I waited until the rush hour had passed (an issue with running on roads, even here!) and set off in the cool of the morning. I wore my arm sleeves today for the first time all summer. It was nippy this morning, following a cloudless night, and arm sleeves seemed most sensible. Boy, I’m doing well on the thinking thing lately!
The route took me from the castle road (a short warm up walk from my house), through the village, looped around past the church and off along a rarely used single track road which runs parallel to the shore up to Cummertrees village and then up away past several large farms before looping back along the shore road.

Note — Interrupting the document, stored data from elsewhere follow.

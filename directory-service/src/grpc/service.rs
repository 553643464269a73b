//! `UserDirectory` gRPC service

use futures::{stream, Stream};
use std::pin::Pin;
use std::sync::Arc;
use std::time::Duration;
use tonic::{Request, Response, Status};

use crate::directory::UserSource;
use crate::error::Error;
use crate::middleware::AuthorizationContext;
use crate::proto::{
    user_directory_server::UserDirectory, GetUserByIdRequest, ListUsersRequest, UserDetail,
    UserList, UserSummary,
};

/// Full method path of the bearer-protected lookup
pub const GET_USER_BY_ID_PATH: &str = "/directory.v1.UserDirectory/GetUserById";

/// Stream of users returned by `StreamUsers`
pub type UserSummaryStream = Pin<Box<dyn Stream<Item = Result<UserSummary, Status>> + Send>>;

/// Directory service backed by any [`UserSource`]
#[derive(Debug)]
pub struct DirectoryService<S> {
    source: Arc<S>,
    stream_interval: Duration,
}

impl<S> Clone for DirectoryService<S> {
    fn clone(&self) -> Self {
        Self {
            source: Arc::clone(&self.source),
            stream_interval: self.stream_interval,
        }
    }
}

impl<S: UserSource> DirectoryService<S> {
    /// Create a service that waits `stream_interval` before each streamed user
    pub fn new(source: Arc<S>, stream_interval: Duration) -> Self {
        Self {
            source,
            stream_interval,
        }
    }

    async fn lookup(&self, user_id: i32) -> Result<UserDetail, Error> {
        tracing::info!("Getting user with ID {}", user_id);

        if user_id < 1 {
            return Err(Error::InvalidArgument(
                "User ID cannot be less than 1".to_string(),
            ));
        }

        let user = self.source.get(user_id).await.ok_or_else(|| {
            Error::NotFound(format!("User with ID {} could not be found", user_id))
        })?;

        Ok(UserDetail::from(&user))
    }
}

#[tonic::async_trait]
impl<S: UserSource> UserDirectory for DirectoryService<S> {
    async fn list_users(
        &self,
        request: Request<ListUsersRequest>,
    ) -> Result<Response<UserList>, Status> {
        let group_id = request.into_inner().group_id;
        let users: Vec<UserSummary> = self
            .source
            .list()
            .await
            .iter()
            .map(UserSummary::from)
            .collect();

        tracing::debug!(group_id, count = users.len(), "Listing users");
        Ok(Response::new(UserList { users }))
    }

    type StreamUsersStream = UserSummaryStream;

    async fn stream_users(
        &self,
        request: Request<ListUsersRequest>,
    ) -> Result<Response<Self::StreamUsersStream>, Status> {
        let group_id = request.into_inner().group_id;
        let users = self.source.list().await;
        let interval = self.stream_interval;

        tracing::debug!(group_id, count = users.len(), "Streaming users");

        // One pause before every item, including the first
        let output = stream::unfold(users.into_iter(), move |mut remaining| async move {
            let user = remaining.next()?;
            tokio::time::sleep(interval).await;
            Some((Ok(UserSummary::from(&user)), remaining))
        });

        Ok(Response::new(Box::pin(output)))
    }

    async fn get_user_by_id(
        &self,
        request: Request<GetUserByIdRequest>,
    ) -> Result<Response<UserDetail>, Status> {
        let authorized = request
            .extensions()
            .get::<AuthorizationContext>()
            .map(|ctx| ctx.valid)
            .unwrap_or(false);

        if !authorized {
            return Err(Status::unauthenticated("Missing or invalid bearer token"));
        }

        let detail = self.lookup(request.into_inner().user_id).await?;
        Ok(Response::new(detail))
    }
}

#[cfg(test)]
mod tests {
    use super::*;
    use crate::directory::DirectoryFixture;
    use futures::StreamExt;
    use tokio::time::Instant;
    use tonic::Code;

    fn service() -> DirectoryService<crate::directory::InMemoryDirectory> {
        let directory = DirectoryFixture::new(10, 5).into_directory();
        DirectoryService::new(Arc::new(directory), Duration::from_millis(100))
    }

    fn authorized(user_id: i32) -> Request<GetUserByIdRequest> {
        let mut request = Request::new(GetUserByIdRequest { user_id });
        request
            .extensions_mut()
            .insert(AuthorizationContext { valid: true });
        request
    }

    #[tokio::test]
    async fn test_list_returns_all_users_in_order() {
        let response = service()
            .list_users(Request::new(ListUsersRequest { group_id: 1 }))
            .await
            .unwrap();

        let ids: Vec<i32> = response.into_inner().users.iter().map(|u| u.id).collect();
        assert_eq!(ids, (1..=10).collect::<Vec<_>>());
    }

    #[tokio::test(start_paused = true)]
    async fn test_stream_paces_every_item() {
        let response = service()
            .stream_users(Request::new(ListUsersRequest { group_id: 1 }))
            .await
            .unwrap();
        let mut stream = response.into_inner();

        let start = Instant::now();
        let mut previous = start;
        let mut ids = Vec::new();
        while let Some(item) = stream.next().await {
            let now = Instant::now();
            assert!(now - previous >= Duration::from_millis(100));
            previous = now;
            ids.push(item.unwrap().id);
        }

        assert_eq!(ids, (1..=10).collect::<Vec<_>>());
        assert!(Instant::now() - start >= Duration::from_millis(1000));
    }

    #[tokio::test]
    async fn test_stream_matches_list() {
        let svc = service();
        let listed = svc
            .list_users(Request::new(ListUsersRequest { group_id: 1 }))
            .await
            .unwrap()
            .into_inner()
            .users;

        tokio::time::pause();
        let streamed: Vec<UserSummary> = svc
            .stream_users(Request::new(ListUsersRequest { group_id: 1 }))
            .await
            .unwrap()
            .into_inner()
            .map(|item| item.unwrap())
            .collect()
            .await;

        assert_eq!(listed, streamed);
    }

    #[tokio::test]
    async fn test_get_user_by_id() {
        let detail = service()
            .get_user_by_id(authorized(3))
            .await
            .unwrap()
            .into_inner();

        let expected = &DirectoryFixture::generate(10, 5)[2];
        assert_eq!(detail.id, 3);
        assert_eq!(detail.first_name, expected.first_name);
        assert_eq!(detail.surname, expected.surname);
        assert_eq!(detail.email_address, expected.email_address);
    }

    #[tokio::test]
    async fn test_get_user_rejects_ids_below_one() {
        for id in [0, -1, i32::MIN] {
            let status = service().get_user_by_id(authorized(id)).await.unwrap_err();
            assert_eq!(status.code(), Code::InvalidArgument);
            assert_eq!(status.message(), "User ID cannot be less than 1");
        }
    }

    #[tokio::test]
    async fn test_get_user_unknown_id() {
        let status = service().get_user_by_id(authorized(11)).await.unwrap_err();
        assert_eq!(status.code(), Code::NotFound);
        assert_eq!(status.message(), "User with ID 11 could not be found");
    }

    #[tokio::test]
    async fn test_get_user_requires_authorization_context() {
        let status = service()
            .get_user_by_id(Request::new(GetUserByIdRequest { user_id: 3 }))
            .await
            .unwrap_err();
        assert_eq!(status.code(), Code::Unauthenticated);

        // auth is checked before argument validation
        let mut request = Request::new(GetUserByIdRequest { user_id: 0 });
        request
            .extensions_mut()
            .insert(AuthorizationContext { valid: false });
        let status = service().get_user_by_id(request).await.unwrap_err();
        assert_eq!(status.code(), Code::Unauthenticated);
    }
}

I ran at a pace set by my Jeff Galloway Half Marathon app, which automatically calculates a long run pace slightly slower than race pace. I was looking at running between 12 and 13 minute miles, but in actuality I was a bit faster than that. Which is fine. I must be doing okay.
I had forgotten to buy gels and so all I had in the house were some left over out of date 33 Shake chia gels. What choice did I have? I took a couple knowing that I’d only need one and a half if I split each one (taking at 4,8 and 12 miles). They were fine, too big for my fancy new belt though – so I had to wedge them in behind my water bottles. My water bottles were plenty big enough, each carrying 180ml, and I’d popped half a High 5 tablet into each for electrolyte and sodium replacement. I was taking a chance on the gels, but the juice would get me home if nothing else!
I have to say, my waistband was awesome! No bounce, no movement, it stayed on my hips (not an easy task), everything was accessible and safe and it was comfortable to wear. Totally recommended. I did notice a tiny bit of leakage from the bottles, but I think that may have just been residual juice in the lid after I’d taken a swig.
It was a steady run, but as the sun climbed so did the humidity. I was quite surprised to see that my Garmin data is saying 93% humidity today – which maybe explains why I had to stop at mile 11, just to catch my breath. I’d been doing okay up until then, with regular, planned walk breaks every 2.5 minutes, but once I’d run through Ruthwell village for the last time I started to cough and wheeze. I stopped and took some time to breathe deeply, filling my lower lungs as well as the upper, walked for a short time and then finished the run. I hadn’t taken my inhaler with me, so I was just taking sensible precautions. I made it home, but running that extra bit seemed unnecessary in the circumstances.
I finished my 12.5 miles in 2:26 – giving me an average pace of 11:46 min/mile. For a training run I’m happy at that. As I said at the start “That’ll do, Pig. That’ll do.”